We went upstairs and packed all my clothes, summer and winter. By the time we were finished, it was time for dinner. We sat and ate, Aunt Meg reassuring me over and over until I realized it was herself she was reassuring. When dinner was done, we took the bags out to the car in the rain.
To my surprise, I found that there were grocery bags full of things that Aunt Meg had bought earlier in the day, soap and a toothbrush and toothpaste, toilet paper and napkins for my periods. There was a generous month’s supply of all the toiletries I would need. The rest of what I needed for the first year would come out of my dowry, a requirement of the convent.
I don’t know how she got us there. The weather got only worse, and between the rain on the windshield and the tears she kept wiping away, I really believed that some divine intervention guided us. It was the darkest night of my life. Even parked near the Mother House, you could hardly see the lights inside.
The door was opened by a rather tall nun who introduced herself as Sister Joseph. I will probably never meet anyone as compassionate and intelligent as she. She had been assigned as my spiritual director; as I grew older, she became my friend. I know that I was so frightened that night that it would be hard to imagine that anything in my life could frighten me more. I had lost my mother, and now I was losing my aunt and uncle. I had romanticized St. Stephen’s and longed for the day when I could enter the convent, but now that I was there, years younger than the youngest novice, I wanted to be anywhere else on earth. Somehow Joseph understood.
I
could see that Aunt Meg didn’t want to leave. She must have been going through an awful turmoil, doubting her decision, wondering whether she couldn’t somehow have managed to keep us all together. Joseph gave her coffee, left us alone for a few minutes, and finally encouraged her to leave. I can’t even think of that night without crying.
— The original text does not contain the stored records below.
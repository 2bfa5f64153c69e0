//! Ingestion router: tiered bounded queues between the collectors and the
//! classifier.
//!
//! Admission is gated on the originating collector's circuit breaker and on
//! tier capacity; anything else is shed back to the producer with a
//! backpressure hint rather than buffered unboundedly. Dispatch always
//! drains high before normal before low, FIFO within a tier.

use std::sync::Arc;
use std::time::Duration;

use tokio::sync::{mpsc, watch};
use tracing::{debug, warn};

use crate::config::RouterConfig;
use crate::error::{Error, Result};
use crate::health::SourceHealthRegistry;
use crate::metrics;
use crate::record::{CandidateRecord, Priority};

/// Producer-side handle given to collectors (and to the publisher for
/// requeues). Cheap to clone.
#[derive(Clone)]
pub struct RouterHandle {
    tx_high: mpsc::Sender<CandidateRecord>,
    tx_normal: mpsc::Sender<CandidateRecord>,
    tx_low: mpsc::Sender<CandidateRecord>,
    health: Arc<SourceHealthRegistry>,
    backpressure: watch::Sender<bool>,
}

impl RouterHandle {
    /// Submit a record for dispatch.
    ///
    /// Returns [`Error::BreakerOpen`] when the collector's breaker refuses
    /// intake and [`Error::QueueFull`] when the tier is at capacity; both
    /// are backpressure signals, not failures to log.
    pub fn submit(&self, record: CandidateRecord) -> Result<()> {
        if self.health.breaker_open(record.collector) {
            let snapshot = self.health.snapshot(record.collector);
            let wait_hint = snapshot
                .breaker_open_for_secs
                .map_or(Duration::from_secs(60), Duration::from_secs);
            metrics::ROUTER_SHED_TOTAL
                .with_label_values(&[record.priority.as_str(), "breaker_open"])
                .inc();
            return Err(Error::BreakerOpen {
                collector: record.collector.as_str().to_string(),
                wait_hint,
            });
        }

        let tier = record.priority;
        let tx = self.tier_sender(tier);
        match tx.try_send(record) {
            Ok(()) => Ok(()),
            Err(mpsc::error::TrySendError::Full(_)) => {
                metrics::ROUTER_SHED_TOTAL
                    .with_label_values(&[tier.as_str(), "queue_full"])
                    .inc();
                // Ask producers to slow down; cleared by the dispatcher once
                // capacity returns.
                let _ = self.backpressure.send(true);
                Err(Error::QueueFull { tier })
            }
            Err(mpsc::error::TrySendError::Closed(_)) => Err(Error::InternalInvariant(
                "router dispatcher has shut down".to_string(),
            )),
        }
    }

    /// Subscribe to the router's suspend hint. `true` means "please slow
    /// down"; collectors should pause polling until it clears.
    #[must_use]
    pub fn suspend_hint(&self) -> watch::Receiver<bool> {
        self.backpressure.subscribe()
    }

    fn tier_sender(&self, tier: Priority) -> &mpsc::Sender<CandidateRecord> {
        match tier {
            Priority::High => &self.tx_high,
            Priority::Normal => &self.tx_normal,
            Priority::Low => &self.tx_low,
        }
    }
}

/// Consumer side: drains the tiers into the downstream stage.
pub struct RouterDispatcher {
    rx_high: mpsc::Receiver<CandidateRecord>,
    rx_normal: mpsc::Receiver<CandidateRecord>,
    rx_low: mpsc::Receiver<CandidateRecord>,
    tx_high: mpsc::Sender<CandidateRecord>,
    tx_normal: mpsc::Sender<CandidateRecord>,
    tx_low: mpsc::Sender<CandidateRecord>,
    tier_capacity: usize,
    backpressure: watch::Sender<bool>,
}

/// Build the router's handle/dispatcher pair.
#[must_use]
pub fn channel(
    config: &RouterConfig,
    health: Arc<SourceHealthRegistry>,
) -> (RouterHandle, RouterDispatcher) {
    let (tx_high, rx_high) = mpsc::channel(config.tier_capacity);
    let (tx_normal, rx_normal) = mpsc::channel(config.tier_capacity);
    let (tx_low, rx_low) = mpsc::channel(config.tier_capacity);
    let (backpressure, _) = watch::channel(false);

    let handle = RouterHandle {
        tx_high: tx_high.clone(),
        tx_normal: tx_normal.clone(),
        tx_low: tx_low.clone(),
        health,
        backpressure: backpressure.clone(),
    };
    let dispatcher = RouterDispatcher {
        rx_high,
        rx_normal,
        rx_low,
        tx_high,
        tx_normal,
        tx_low,
        tier_capacity: config.tier_capacity,
        backpressure,
    };
    (handle, dispatcher)
}

impl RouterDispatcher {
    /// Run the dispatch loop, forwarding records into `out` until shutdown.
    ///
    /// The `biased` select re-polls high before normal before low on every
    /// iteration, which is what gives strict tier priority; within a tier
    /// the mpsc channel preserves FIFO order.
    pub async fn run(
        mut self,
        out: mpsc::Sender<CandidateRecord>,
        mut shutdown: watch::Receiver<bool>,
    ) {
        loop {
            tokio::select! {
                biased;
                changed = shutdown.changed() => {
                    if changed.is_err() || *shutdown.borrow() {
                        debug!("router dispatcher shutting down");
                        break;
                    }
                }
                Some(record) = self.rx_high.recv() => {
                    self.forward(record, &out).await;
                }
                Some(record) = self.rx_normal.recv() => {
                    self.forward(record, &out).await;
                }
                Some(record) = self.rx_low.recv() => {
                    self.forward(record, &out).await;
                }
                else => break,
            }
        }
    }

    async fn forward(&self, record: CandidateRecord, out: &mpsc::Sender<CandidateRecord>) {
        debug!(
            content_hash = %record.content_hash,
            collector = %record.collector,
            priority = record.priority.as_str(),
            "routing record"
        );
        metrics::STAGE_RECORDS_TOTAL
            .with_label_values(&["router", "forwarded"])
            .inc();
        if out.send(record).await.is_err() {
            warn!("downstream stage closed; dropping routed record");
        }
        self.maybe_clear_backpressure();
    }

    /// Clear the suspend hint once every tier has drained to at least half
    /// capacity.
    fn maybe_clear_backpressure(&self) {
        if !*self.backpressure.borrow() {
            return;
        }
        let half = self.tier_capacity / 2;
        let relaxed = self.tx_high.capacity() >= half
            && self.tx_normal.capacity() >= half
            && self.tx_low.capacity() >= half;
        if relaxed {
            let _ = self.backpressure.send(false);
        }
    }
}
The miracle is that it worked. In a way, I became everybody’s darling and I grew to love them back and to love St. Stephen’s. Eventually I took the name Edward Frances, after my father and mother. Aunt Meg, God bless her, never abandoned me. She visited, and her home was the only place I visited for many years. The nuns sent me to a Catholic high school in the next town, and then, when I was seventeen, I entered St. Stephen’s College. When I graduated with honors and said I wanted to teach, they sent me off to get my master’s at a college where I had my own little apartment and learned the little I know of cooking.
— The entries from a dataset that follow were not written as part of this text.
// Copyright (c) 2026 100monkeys.ai
// SPDX-License-Identifier: AGPL-3.0

//! Command implementations for the UDMT CLI

pub mod admin;
pub mod app;
pub mod auth;
pub mod config;
pub mod wizard;

pub use self::admin::AdminCommand;
pub use self::app::AppCommand;
pub use self::config::ConfigCommand;
pub use self::wizard::FillArgs;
It was a wonderful life for many years, the best life I could have had. The change came when I was in my late twenties. I found that what I loved was the teaching, the students, the reading, not being a nun who did all those things. I watched students graduate and go on, and I knew I wanted to be one of them. I wanted to move on. I found that what I loved in the church was the ritual, all that I had grown up with, that I was comfortable with. I will never be anything but a Catholic, but my faith was no longer the center of my life.
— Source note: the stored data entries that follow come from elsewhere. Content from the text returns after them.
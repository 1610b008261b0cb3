// Copyright (c) 2026 100monkeys.ai
// SPDX-License-Identifier: AGPL-3.0

pub mod auth;
pub mod lifecycle;
pub mod wizard;

// Re-export services for convenience
pub use auth::{AuthError, AuthGate, AuthService, LoginResponse};
pub use lifecycle::{
    ApplicationLifecycleService, LifecycleError, LifecycleSettings, StandardApplicationLifecycleService,
};
pub use wizard::{
    ApplicationGateway, GatewayError, LocalApplicationGateway, SaveStatus, WizardController, WizardError,
    WizardSettings,
};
I struggled with all this, wanting to remain faithful to my vows. Eventually I talked to Joseph, and together, we worked it out. When I was absolutely certain, I made my application to be released from my vows. Because we were a pontifical community, I had to write to the Pope. It took nearly a year for my release, and I stayed on till the end of the school year. Because of Aunt Meg’s illness, I did a lot of traveling back and forth during that year, but I wanted to be at the college to see my last classes through to the end.
After that, I came to Oakwood.
—
It had grown dark while I was telling Jack my story. The only light came from the kitchen, the same kitchen where Aunt Meg had told me, fifteen years ago, that I was to go to St. Stephen’s that night.
“Gene got better, didn’t he?” Jack asked, the first thing he’d said since I’d started.